A Tivoli ci sono molte cose da vedere, io so già cosa non vedrò, perché merita una visita a sé con molta calma e il mio ricordo è ancora vivido: la sterminata villa di Adriano, ove l’imperatore si fece riprodurre il mondo conosciuto a suo diletto. Oggi, se tutto va bene, vedrò un paio di villone, una romana e una rinascimentale, un santuario usato per l’industria, un castellone costruito su un anfiteatro, un paio di templi, una cascatona e tante piccole cascatine, un paio di grotte, un’opera idraulica colossale, qualche belvedere, ovviamente il paese con le sue cose. Direi che è sufficiente. Insomma, vale il viaggio e varrebbe anche fermarcisi un paio di giorni, alla Goethe, per capire un po’ come funziona. Provo a raccontarlo anche se, lo so, di fronte alle cose entusiasmanti mi sfugge la brevità, ce provo.
Per restare a un tema di questo periodo e di questi miei giorni, l’acqua è un problema anche se ce n’è troppa, nel senso che entra in casa e ti porta via col letto compreso. L’Aniene è da sempre soggetto a piene torrenziali, è un fiume piuttosto grosso, e quello svoltolo nel centro del paese che la maggior parte del tempo è una delizia, talvolta diventa un problema. Plinio racconta la piena del 105 che si portò via mezzo paese. Per molto tempo si è cercata una soluzione finché nel 1832 l’ingegner Nonmiricordo propose a papa Gregorio XVI di scavare um tunnel nella montagna per far defluire il grosso delle acque al di fuori del paese, lasciando il vecchio corso, ormai placido e controllato, per le esigenze dei cittadini. Così si fece, si creò la grande Cascata, la seconda dopo quella delle Marmore in Italia, e l’opera idraulica diventò essa stessa motivo di visita a Tivoli, anche nel Gran Tour. Il vecchio salto del fiume, famoso per le sue ville, i templi, le grotte delle Sibille, nel dopoguerra venne utilizzato con saggezza come discarica. Ottimo. Oggi, grazie al FAI, la zona è recuperata e visitabile, e fate ‘sta tessera, è la cosiddetta villa Gregoriana ed è una vera meraviglia, tra spelonche, resti romani, cascate, forre, templi e verzure. A un certo punto, col precipitare delle acque, ci sarebbe voluto persino un golfino, figuriamoci.

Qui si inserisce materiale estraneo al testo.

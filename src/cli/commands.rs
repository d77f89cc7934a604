use crate::cli::{ContextArgs, SchemaArgs, VerifyArgs};
use crate::config::HarnessConfig;
use crate::manifest::{Manifest, DEFAULT_EXIT_CODE, DEFAULT_MIMETYPE};
use crate::runtime::{Body, ContextBuilder, Response, ResponseVerifier};
use anyhow::{Context as _, Result};
use colored::Colorize;
use itertools::Itertools;
use serde::Deserialize;
use serde_json::Value;
use std::path::PathBuf;
use std::sync::Arc;

/// Which socket a command operates on.
#[derive(Debug, Clone)]
pub struct SocketTarget {
    pub socket_dir: PathBuf,
    pub manifest: Option<PathBuf>,
}

impl SocketTarget {
    fn resolve(&self) -> Result<(HarnessConfig, Arc<Manifest>)> {
        let mut config = HarnessConfig::discover(&self.socket_dir)?;
        if let Some(manifest) = &self.manifest {
            config.manifest_path = manifest.clone();
        }
        let manifest = Manifest::load(&config.manifest_path)
            .with_context(|| format!("Loading {}", config.manifest_path.display()))?;
        Ok((config, Arc::new(manifest)))
    }
}

/// A response captured from an endpoint, as stored on disk.
#[derive(Debug, Deserialize)]
struct RecordedResponse {
    code: u16,
    #[serde(default = "default_mimetype")]
    mimetype: String,
    #[serde(default)]
    data: Value,
}

fn default_mimetype() -> String {
    DEFAULT_MIMETYPE.to_string()
}

impl RecordedResponse {
    fn normalize(self) -> crate::Result<Response> {
        let payload = match self.data {
            Value::String(text) => Body::Text(text),
            other => Body::Json(other),
        };
        Response::new(self.code, payload, self.mimetype)
    }
}

pub fn endpoints(target: &SocketTarget) -> Result<()> {
    let (_, manifest) = target.resolve()?;

    println!("{}", manifest.name.bold());
    for (name, definition) in &manifest.endpoints {
        let mimetype = definition.mimetype.as_deref().unwrap_or(DEFAULT_MIMETYPE);
        println!("  {} ({})", name.cyan(), mimetype);
        for (variant, declared) in &definition.response {
            let code = declared.exit_code.unwrap_or(DEFAULT_EXIT_CODE);
            let fields = declared.parameters.keys().join(", ");
            println!("    {} {} [{}]", code, variant, fields);
        }
    }
    Ok(())
}

pub fn context(target: &SocketTarget, args: ContextArgs) -> Result<()> {
    let (config, manifest) = target.resolve()?;
    let overrides = args
        .meta
        .as_deref()
        .map(serde_json::from_str::<Value>)
        .transpose()
        .context("--meta must be a JSON object")?;

    let builder = ContextBuilder::new(manifest, config.environment);
    let context = builder.build(&args.endpoint, overrides.as_ref())?;
    println!("{}", serde_json::to_string_pretty(&context)?);
    Ok(())
}

pub fn schema(target: &SocketTarget, args: SchemaArgs) -> Result<()> {
    let (_, manifest) = target.resolve()?;
    let verifier = ResponseVerifier::new(manifest);
    let schema = verifier.schema_for(&args.endpoint, &args.variant)?;
    println!("{}", serde_json::to_string_pretty(&schema)?);
    Ok(())
}

pub fn verify(target: &SocketTarget, args: VerifyArgs) -> Result<()> {
    let (_, manifest) = target.resolve()?;
    let source = std::fs::read_to_string(&args.response)
        .with_context(|| format!("Reading {}", args.response.display()))?;
    let recorded: RecordedResponse = serde_json::from_str(&source)
        .with_context(|| format!("Parsing {}", args.response.display()))?;
    let response = recorded.normalize()?;

    let verifier = ResponseVerifier::new(manifest);
    let label = format!("{}/{}", args.endpoint, args.variant);
    match verifier.verify(&args.endpoint, &args.variant, &response) {
        Ok(_) => {
            println!("{} {}", "PASS".green().bold(), label);
            Ok(())
        }
        Err(e) => {
            println!("{} {}", "FAIL".red().bold(), label);
            Err(e.into())
        }
    }
}

#[cfg(test)]
mod tests {
    use super::*;
    use serde_json::json;

    #[test]
    fn recorded_string_data_is_decoded_for_json() {
        let recorded: RecordedResponse = serde_json::from_value(json!({
            "code": 200,
            "data": "{\"result\": []}"
        }))
        .unwrap();
        let response = recorded.normalize().unwrap();
        assert_eq!(response.mimetype, "application/json");
        assert_eq!(response.json(), Some(&json!({"result": []})));
    }

    #[test]
    fn recorded_structured_data_is_kept() {
        let recorded: RecordedResponse = serde_json::from_value(json!({
            "code": 404,
            "mimetype": "application/json",
            "data": {"message": "nope"}
        }))
        .unwrap();
        let response = recorded.normalize().unwrap();
        assert_eq!(response.code, 404);
        assert_eq!(response.json(), Some(&json!({"message": "nope"})));
    }
}
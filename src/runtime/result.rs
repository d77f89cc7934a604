//! Execution trace captured for every run.

use crate::runtime::loader::MockMap;
use crate::runtime::response::Response;
use crate::Result;
use chrono::{DateTime, Utc};
use std::time::Duration;

/// Represents a captured execution trace.
#[derive(Debug, Clone)]
pub struct ExecutionRecord {
    pub endpoint: String,
    /// Dependency identifiers substituted for this run.
    pub mocks: Vec<String>,
    /// Exit codes the endpoint asked for while termination was suppressed.
    pub exit_requests: Vec<i32>,
    /// Response code on success, error text on failure.
    pub result: std::result::Result<u16, String>,
    pub started_at: DateTime<Utc>,
    pub duration_ms: u64,
}

impl ExecutionRecord {
    pub(crate) fn start(endpoint: &str, mocks: Option<&MockMap>) -> Self {
        Self {
            endpoint: endpoint.to_string(),
            mocks: mocks
                .map(|m| m.ids().map(str::to_string).collect())
                .unwrap_or_default(),
            exit_requests: Vec::new(),
            result: Err("not settled".to_string()),
            started_at: Utc::now(),
            duration_ms: 0,
        }
    }

    pub(crate) fn finish(
        &mut self,
        outcome: &Result<Response>,
        exit_requests: Vec<i32>,
        elapsed: Duration,
    ) {
        self.result = outcome
            .as_ref()
            .map(|response| response.code)
            .map_err(ToString::to_string);
        self.exit_requests = exit_requests;
        self.duration_ms = u64::try_from(elapsed.as_millis()).unwrap_or(u64::MAX);
    }

    pub fn succeeded(&self) -> bool {
        self.result.is_ok()
    }

    pub fn requested_exit(&self) -> bool {
        !self.exit_requests.is_empty()
    }
}
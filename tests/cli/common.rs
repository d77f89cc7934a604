use assert_cmd::Command;
use serde_json::Value;
use std::path::Path;
use tempfile::TempDir;

pub const FIXTURE_DIR: &str = "tests/fixtures";

/// The CLI binary with a clean platform environment and no colors.
pub fn socket_test() -> Command {
    let mut cmd = Command::cargo_bin("socket-test").unwrap();
    cmd.env("NO_COLOR", "1")
        .env_remove("SYNCANO_HOST")
        .env_remove("SYNCANO_AUTH_KEY")
        .env_remove("SYNCANO_INSTANCE_NAME")
        .env_remove("SYNCANO_PROJECT_INSTANCE")
        .env_remove("SOCKET_TEST_DIR")
        .env_remove("DEBUG")
        .env_remove("RUST_LOG");
    cmd
}

/// Write a recorded response to a file inside `dir`.
pub fn recorded_response(dir: &TempDir, name: &str, response: Value) -> std::path::PathBuf {
    let path = dir.path().join(name);
    std::fs::write(&path, serde_json::to_vec_pretty(&response).unwrap()).unwrap();
    path
}

/// A socket directory whose manifest is named by socket-test.toml.
pub fn configured_socket() -> TempDir {
    let dir = TempDir::new().unwrap();
    std::fs::copy(
        Path::new(FIXTURE_DIR).join("socket.yml"),
        dir.path().join("contract.yml"),
    )
    .unwrap();
    std::fs::write(
        dir.path().join("socket-test.toml"),
        "[harness]\nmanifest = \"contract.yml\"\n\n[environment]\nhost = \"api.from-file.test\"\ninstance = \"file-instance\"\n",
    )
    .unwrap();
    dir
}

L’abbondanza di acqua è anche all’origine della scelta del cardinale Ippolito d’Este di farsi costruire una villa sontuosa proprio qui a Tivoli, forse sulle fondamenta di quella di Mecenate, che non sappiamo dove fosse. La particolarità di villa d’Este, che pure è meravigliosa e un esempio di Rinascimento insuperabile con un sacco di Zuccari, sono i giardini e soprattutto le fontane: si dice siano più di cinquecento, una da sola ha trecento cannelle, ce ne sono alcune gigantesche, altre minuscole, alcune hanno i pesci, una addirittura suona, c’è una scala tutta di marmo sul cui corrimano scorre l’acqua, insomma un trionfo di spruzzi, getti e schizzi. Il tutto in un parco ovviamente verdissimo. Il fragore degli scrosci è notevole, mi piacerebbe dormirci una volta, e il suono da solo basta a placare la sensazione di calura, come ben sapevano gli arabi. Io le giro tutte tutte e sono convinto di essere riuscito nel mio intento: mettere la testa in tutte e cinquecento.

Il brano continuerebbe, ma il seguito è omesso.